Any update here? I have the same error

littlerookie avatar Nov 25 '22 06:11 littlerookie

Same problem here. Running Airflow 2.4.3 with postgres module. I tried it with Python 3.9 and 3.10. Also tried different postgres version 13, 14 and 15. Using airflow without postgres but sqlite instead works fine. as soon as i use the postgres module with Airflow the gunicorn workers are killed immediately with signal 11. Couldn't find a workaround yet.

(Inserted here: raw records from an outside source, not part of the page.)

//! Accumulating pages into a merged `lopdf` document.
//!
//! The writer owns a fresh document with its own catalog and page tree.
//! Appended documents are renumbered above the writer's highest object id
//! and their pages are re-parented directly under the output page tree.

use lopdf::{Document, Object, ObjectId, dictionary};

use crate::error::CodecError;
use crate::io::{LopdfDocument, PageWriter};

/// Page attributes a page may inherit from its ancestors in the page tree.
const INHERITABLE_KEYS: [&[u8]; 4] = [b"Resources", b"MediaBox", b"CropBox", b"Rotate"];

/// Upper bound on page tree depth; guards against `Parent` cycles.
const MAX_TREE_DEPTH: usize = 64;

/// Output accumulator for [`LopdfCodec`](crate::io::LopdfCodec).
#[derive(Debug)]
pub struct LopdfWriter {
    document: Document,
    pages_id: ObjectId,
    kids: Vec<Object>,
    documents_appended: usize,
}

impl LopdfWriter {
    /// Create an empty writer.
    pub fn new() -> Self {
        let mut document = Document::with_version("1.4");
        let pages_id = document.new_object_id();
        Self {
            document,
            pages_id,
            kids: Vec::new(),
            documents_appended: 0,
        }
    }

    #[cfg(test)]
    pub(crate) fn page_count(&self) -> usize {
        self.kids.len()
    }
}

impl Default for LopdfWriter {
    fn default() -> Self {
        Self::new()
    }
}

impl PageWriter<LopdfDocument> for LopdfWriter {
    fn append_pages(&mut self, document: LopdfDocument) -> Result<usize, CodecError> {
        let mut source = document.into_inner();

        // Avoid object id collisions with everything appended so far
        source.renumber_objects_with(self.document.max_id + 1);

        let page_ids: Vec<ObjectId> = source.get_pages().into_values().collect();

        for &page_id in &page_ids {
            let inherited = inherited_attributes(&source, page_id);
            let page = source
                .get_object_mut(page_id)
                .and_then(Object::as_dict_mut)
                .map_err(|e| {
                    CodecError::Malformed(format!("page object {} {}: {e}", page_id.0, page_id.1))
                })?;

            for (key, value) in inherited {
                page.set(key, value);
            }
            page.set("Parent", self.pages_id);
        }

        if self.documents_appended == 0 || source.version > self.document.version {
            self.document.version = source.version.clone();
        }

        self.document.max_id = self.document.max_id.max(source.max_id);
        self.document.objects.extend(source.objects);
        self.kids
            .extend(page_ids.iter().map(|&id| Object::Reference(id)));
        self.documents_appended += 1;

        Ok(page_ids.len())
    }

    fn serialize(mut self) -> Result<Vec<u8>, CodecError> {
        if self.documents_appended == 0 {
            return Err(CodecError::Write("no documents were appended".to_string()));
        }

        let count = self.kids.len() as i64;
        self.document.objects.insert(
            self.pages_id,
            Object::Dictionary(dictionary! {
                "Type" => "Pages",
                "Kids" => self.kids,
                "Count" => count,
            }),
        );

        let catalog_id = self.document.add_object(dictionary! {
            "Type" => "Catalog",
            "Pages" => self.pages_id,
        });
        self.document.trailer.set("Root", catalog_id);

        // Source catalogs and page tree nodes are unreachable now
        self.document.prune_objects();
        self.document.renumber_objects();
        self.document.compress();

        let mut buffer = Vec::new();
        self.document
            .save_to(&mut buffer)
            .map_err(|e| CodecError::Write(e.to_string()))?;

        Ok(buffer)
    }
}

/// Collect inheritable attributes the page lacks from its nearest ancestors.
fn inherited_attributes(doc: &Document, page_id: ObjectId) -> Vec<(Vec<u8>, Object)> {
    let Ok(page) = doc.get_dictionary(page_id) else {
        return Vec::new();
    };

    let mut missing: Vec<&[u8]> = INHERITABLE_KEYS
        .iter()
        .copied()
        .filter(|key| !page.has(key))
        .collect();
    let mut found = Vec::new();
    let mut parent = page.get(b"Parent").and_then(Object::as_reference).ok();

    for _ in 0..MAX_TREE_DEPTH {
        if missing.is_empty() {
            break;
        }
        let Some(node_id) = parent else {
            break;
        };
        let Ok(node) = doc.get_dictionary(node_id) else {
            break;
        };

        missing.retain(|key| match node.get(key) {
            Ok(value) => {
                found.push((key.to_vec(), value.clone()));
                false
            }
            Err(_) => true,
        });

        parent = node.get(b"Parent").and_then(Object::as_reference).ok();
    }

    found
}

didatus avatar Nov 29 '22 23:11 didatus

Seeing the same signal 11 on M1 Pro running Python 3.10. Any updates?

UPDATE: I fixed the issue by deleting all site-packages and reinstalling Python.

michaelroyzen avatar Feb 03 '23 22:02 michaelroyzen

any update? Seeing the same error as well.

jonjacobs2 avatar Feb 06 '23 15:02 jonjacobs2

what fo you mean by reproducing on the M1? I don't reproduce it myself. can you share a minimum env?

benoitc avatar Feb 06 '23 18:02 benoitc

stalled issue.

benoitc avatar May 07 '23 19:05 benoitc

Adding --preload fixed this for me

dannygoldstein avatar Sep 08 '23 21:09 dannygoldstein

Same error over here!

ginwakeup avatar Nov 19 '23 15:11 ginwakeup